● Prompt: Search the material and gather each line with "scoring" in it.
<<<<
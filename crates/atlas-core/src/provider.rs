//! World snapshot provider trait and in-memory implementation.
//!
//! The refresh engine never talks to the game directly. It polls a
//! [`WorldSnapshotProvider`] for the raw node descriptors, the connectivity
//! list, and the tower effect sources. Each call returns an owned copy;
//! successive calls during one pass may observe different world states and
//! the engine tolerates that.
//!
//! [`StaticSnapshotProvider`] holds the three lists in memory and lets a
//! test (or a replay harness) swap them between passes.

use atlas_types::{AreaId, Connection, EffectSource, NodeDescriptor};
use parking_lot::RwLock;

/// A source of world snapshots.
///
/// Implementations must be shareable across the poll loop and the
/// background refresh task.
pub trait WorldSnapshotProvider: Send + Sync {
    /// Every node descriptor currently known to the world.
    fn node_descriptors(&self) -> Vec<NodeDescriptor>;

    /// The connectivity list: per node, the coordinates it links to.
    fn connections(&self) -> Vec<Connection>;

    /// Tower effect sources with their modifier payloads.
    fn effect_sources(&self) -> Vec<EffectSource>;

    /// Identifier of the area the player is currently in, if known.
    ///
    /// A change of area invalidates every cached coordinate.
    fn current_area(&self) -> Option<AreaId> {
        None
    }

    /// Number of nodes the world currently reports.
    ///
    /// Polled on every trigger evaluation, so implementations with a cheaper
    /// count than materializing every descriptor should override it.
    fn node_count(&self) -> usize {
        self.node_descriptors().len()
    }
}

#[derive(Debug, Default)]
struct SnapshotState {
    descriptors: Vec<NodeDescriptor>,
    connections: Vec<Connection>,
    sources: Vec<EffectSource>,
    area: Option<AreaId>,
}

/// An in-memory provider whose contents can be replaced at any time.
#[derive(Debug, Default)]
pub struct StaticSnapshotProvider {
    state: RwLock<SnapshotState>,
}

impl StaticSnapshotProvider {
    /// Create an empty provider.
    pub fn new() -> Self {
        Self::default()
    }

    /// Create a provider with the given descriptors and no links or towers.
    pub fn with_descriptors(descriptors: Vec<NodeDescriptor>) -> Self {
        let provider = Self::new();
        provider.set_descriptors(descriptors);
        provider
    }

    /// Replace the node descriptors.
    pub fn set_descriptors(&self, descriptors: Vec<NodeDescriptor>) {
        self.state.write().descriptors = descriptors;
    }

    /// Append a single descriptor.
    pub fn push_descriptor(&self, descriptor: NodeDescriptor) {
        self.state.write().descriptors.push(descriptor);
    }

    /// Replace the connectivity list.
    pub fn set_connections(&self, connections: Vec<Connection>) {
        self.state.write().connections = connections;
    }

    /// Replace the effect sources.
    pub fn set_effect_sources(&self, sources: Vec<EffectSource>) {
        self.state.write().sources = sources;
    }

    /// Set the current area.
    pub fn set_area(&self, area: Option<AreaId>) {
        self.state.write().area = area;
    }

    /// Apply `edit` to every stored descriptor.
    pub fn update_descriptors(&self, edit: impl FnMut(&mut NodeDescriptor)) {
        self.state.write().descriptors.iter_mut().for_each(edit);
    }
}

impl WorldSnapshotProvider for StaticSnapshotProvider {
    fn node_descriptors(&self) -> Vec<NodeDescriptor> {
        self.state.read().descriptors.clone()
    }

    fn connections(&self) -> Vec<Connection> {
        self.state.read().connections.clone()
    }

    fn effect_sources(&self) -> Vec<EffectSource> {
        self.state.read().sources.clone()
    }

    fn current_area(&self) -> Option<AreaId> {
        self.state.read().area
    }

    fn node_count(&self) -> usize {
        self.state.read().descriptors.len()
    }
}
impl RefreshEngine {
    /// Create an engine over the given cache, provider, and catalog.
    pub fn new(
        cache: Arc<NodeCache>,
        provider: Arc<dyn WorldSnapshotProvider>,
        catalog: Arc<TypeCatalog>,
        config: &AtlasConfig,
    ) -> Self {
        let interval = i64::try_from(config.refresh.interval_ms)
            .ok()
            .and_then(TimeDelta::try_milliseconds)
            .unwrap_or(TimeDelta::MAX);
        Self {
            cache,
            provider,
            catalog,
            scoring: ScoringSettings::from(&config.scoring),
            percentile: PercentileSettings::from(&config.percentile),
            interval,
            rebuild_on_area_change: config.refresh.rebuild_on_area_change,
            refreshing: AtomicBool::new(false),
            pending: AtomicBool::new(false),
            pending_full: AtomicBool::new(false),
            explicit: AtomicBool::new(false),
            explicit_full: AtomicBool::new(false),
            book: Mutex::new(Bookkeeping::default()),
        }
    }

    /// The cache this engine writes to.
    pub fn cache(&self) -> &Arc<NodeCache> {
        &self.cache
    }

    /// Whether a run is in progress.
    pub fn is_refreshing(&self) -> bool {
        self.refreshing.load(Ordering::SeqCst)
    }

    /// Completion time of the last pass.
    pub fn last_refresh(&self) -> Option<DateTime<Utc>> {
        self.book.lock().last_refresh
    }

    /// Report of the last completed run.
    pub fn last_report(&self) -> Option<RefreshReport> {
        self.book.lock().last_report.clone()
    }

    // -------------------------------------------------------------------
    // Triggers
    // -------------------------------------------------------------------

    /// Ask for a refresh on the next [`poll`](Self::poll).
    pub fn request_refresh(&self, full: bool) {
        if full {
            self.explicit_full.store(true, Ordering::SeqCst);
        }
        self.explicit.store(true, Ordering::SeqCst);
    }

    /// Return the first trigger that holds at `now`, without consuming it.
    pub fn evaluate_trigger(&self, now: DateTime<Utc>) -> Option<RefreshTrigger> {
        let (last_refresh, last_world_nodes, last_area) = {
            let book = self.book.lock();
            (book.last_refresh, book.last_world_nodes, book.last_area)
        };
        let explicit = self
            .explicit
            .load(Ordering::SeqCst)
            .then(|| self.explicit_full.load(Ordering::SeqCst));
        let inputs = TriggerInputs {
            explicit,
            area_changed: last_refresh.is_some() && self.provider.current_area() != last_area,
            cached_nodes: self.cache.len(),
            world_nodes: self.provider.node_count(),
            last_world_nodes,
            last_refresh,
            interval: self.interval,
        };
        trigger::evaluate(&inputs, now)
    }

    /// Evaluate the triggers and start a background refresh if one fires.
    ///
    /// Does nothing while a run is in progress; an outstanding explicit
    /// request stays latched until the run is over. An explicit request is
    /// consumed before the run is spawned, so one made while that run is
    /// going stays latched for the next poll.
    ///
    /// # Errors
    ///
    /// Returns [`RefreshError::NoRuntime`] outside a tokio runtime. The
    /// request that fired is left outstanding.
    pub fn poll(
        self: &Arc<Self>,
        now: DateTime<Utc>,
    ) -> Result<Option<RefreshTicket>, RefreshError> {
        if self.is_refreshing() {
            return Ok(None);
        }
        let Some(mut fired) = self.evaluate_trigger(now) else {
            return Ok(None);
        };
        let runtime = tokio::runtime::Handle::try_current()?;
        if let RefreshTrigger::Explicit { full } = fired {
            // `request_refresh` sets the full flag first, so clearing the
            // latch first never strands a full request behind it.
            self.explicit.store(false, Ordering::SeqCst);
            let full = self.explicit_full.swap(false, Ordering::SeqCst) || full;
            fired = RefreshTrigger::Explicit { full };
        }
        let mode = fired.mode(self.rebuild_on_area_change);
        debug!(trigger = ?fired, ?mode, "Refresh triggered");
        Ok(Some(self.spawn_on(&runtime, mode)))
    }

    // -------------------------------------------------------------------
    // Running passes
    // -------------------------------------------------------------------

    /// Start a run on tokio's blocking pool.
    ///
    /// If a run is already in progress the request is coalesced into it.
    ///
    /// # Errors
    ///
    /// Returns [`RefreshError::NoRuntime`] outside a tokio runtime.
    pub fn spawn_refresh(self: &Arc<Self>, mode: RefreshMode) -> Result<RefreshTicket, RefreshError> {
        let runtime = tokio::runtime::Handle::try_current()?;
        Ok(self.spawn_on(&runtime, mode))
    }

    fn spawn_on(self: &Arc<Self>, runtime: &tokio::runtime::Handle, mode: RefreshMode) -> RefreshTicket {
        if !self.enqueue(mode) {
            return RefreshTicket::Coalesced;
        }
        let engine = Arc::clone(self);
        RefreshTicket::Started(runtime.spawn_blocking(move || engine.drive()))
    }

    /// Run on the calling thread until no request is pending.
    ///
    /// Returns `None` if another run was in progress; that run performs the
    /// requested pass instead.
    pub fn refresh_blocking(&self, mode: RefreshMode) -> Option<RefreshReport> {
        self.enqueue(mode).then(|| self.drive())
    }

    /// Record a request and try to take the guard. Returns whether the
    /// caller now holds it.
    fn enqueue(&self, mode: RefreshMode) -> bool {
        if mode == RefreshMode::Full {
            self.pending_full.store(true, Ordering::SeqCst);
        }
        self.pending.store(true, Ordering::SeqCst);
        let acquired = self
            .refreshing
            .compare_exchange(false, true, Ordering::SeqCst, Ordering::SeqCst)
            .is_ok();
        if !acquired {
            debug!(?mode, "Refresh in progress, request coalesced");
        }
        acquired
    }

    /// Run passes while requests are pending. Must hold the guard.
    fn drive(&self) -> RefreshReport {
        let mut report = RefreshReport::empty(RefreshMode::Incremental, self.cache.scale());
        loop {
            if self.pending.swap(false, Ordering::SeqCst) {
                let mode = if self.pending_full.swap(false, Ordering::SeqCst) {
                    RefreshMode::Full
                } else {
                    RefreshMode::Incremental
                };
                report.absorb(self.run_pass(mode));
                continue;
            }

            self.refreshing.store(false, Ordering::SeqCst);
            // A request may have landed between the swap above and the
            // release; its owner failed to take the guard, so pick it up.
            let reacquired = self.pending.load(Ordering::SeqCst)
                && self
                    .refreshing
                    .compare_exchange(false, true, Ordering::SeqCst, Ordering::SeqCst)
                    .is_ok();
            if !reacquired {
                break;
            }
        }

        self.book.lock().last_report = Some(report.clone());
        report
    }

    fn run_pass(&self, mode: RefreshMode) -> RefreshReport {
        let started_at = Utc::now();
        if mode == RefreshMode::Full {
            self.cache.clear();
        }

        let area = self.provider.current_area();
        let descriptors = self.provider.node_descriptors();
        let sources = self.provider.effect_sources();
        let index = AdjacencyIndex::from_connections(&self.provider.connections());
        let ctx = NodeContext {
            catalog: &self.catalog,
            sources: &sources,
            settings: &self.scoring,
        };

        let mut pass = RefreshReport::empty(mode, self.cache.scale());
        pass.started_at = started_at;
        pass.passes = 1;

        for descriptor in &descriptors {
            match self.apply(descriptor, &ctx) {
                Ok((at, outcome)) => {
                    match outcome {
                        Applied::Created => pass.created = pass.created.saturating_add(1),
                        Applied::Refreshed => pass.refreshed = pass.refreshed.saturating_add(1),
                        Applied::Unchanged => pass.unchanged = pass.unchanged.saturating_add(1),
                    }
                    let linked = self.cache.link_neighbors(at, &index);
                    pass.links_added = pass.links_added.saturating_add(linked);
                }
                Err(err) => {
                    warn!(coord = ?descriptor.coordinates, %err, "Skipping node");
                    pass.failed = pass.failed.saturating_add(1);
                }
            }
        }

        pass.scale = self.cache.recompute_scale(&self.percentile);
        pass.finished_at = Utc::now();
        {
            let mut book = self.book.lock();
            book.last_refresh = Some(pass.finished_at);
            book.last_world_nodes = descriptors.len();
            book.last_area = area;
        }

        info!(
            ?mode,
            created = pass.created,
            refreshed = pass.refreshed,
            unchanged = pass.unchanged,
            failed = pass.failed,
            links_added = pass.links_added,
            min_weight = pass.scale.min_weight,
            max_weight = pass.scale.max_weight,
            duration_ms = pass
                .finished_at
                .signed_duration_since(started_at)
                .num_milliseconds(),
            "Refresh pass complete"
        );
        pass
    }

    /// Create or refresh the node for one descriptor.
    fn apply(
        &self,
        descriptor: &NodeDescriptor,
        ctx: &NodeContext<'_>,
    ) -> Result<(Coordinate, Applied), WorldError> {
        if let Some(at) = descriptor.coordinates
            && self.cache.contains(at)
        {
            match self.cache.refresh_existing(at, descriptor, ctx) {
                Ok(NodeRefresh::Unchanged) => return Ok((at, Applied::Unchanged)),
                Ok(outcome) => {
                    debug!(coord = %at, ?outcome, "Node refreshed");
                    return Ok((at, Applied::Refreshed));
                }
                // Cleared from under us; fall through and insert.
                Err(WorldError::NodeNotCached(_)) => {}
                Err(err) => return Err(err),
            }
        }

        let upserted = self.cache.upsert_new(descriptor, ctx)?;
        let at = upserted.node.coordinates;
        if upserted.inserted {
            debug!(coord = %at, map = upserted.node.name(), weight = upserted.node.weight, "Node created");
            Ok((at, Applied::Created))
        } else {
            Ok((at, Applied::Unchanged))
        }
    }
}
>>>>
● Completed task:
            scoring: ScoringSettings::from(&config.scoring),
            settings: &self.scoring,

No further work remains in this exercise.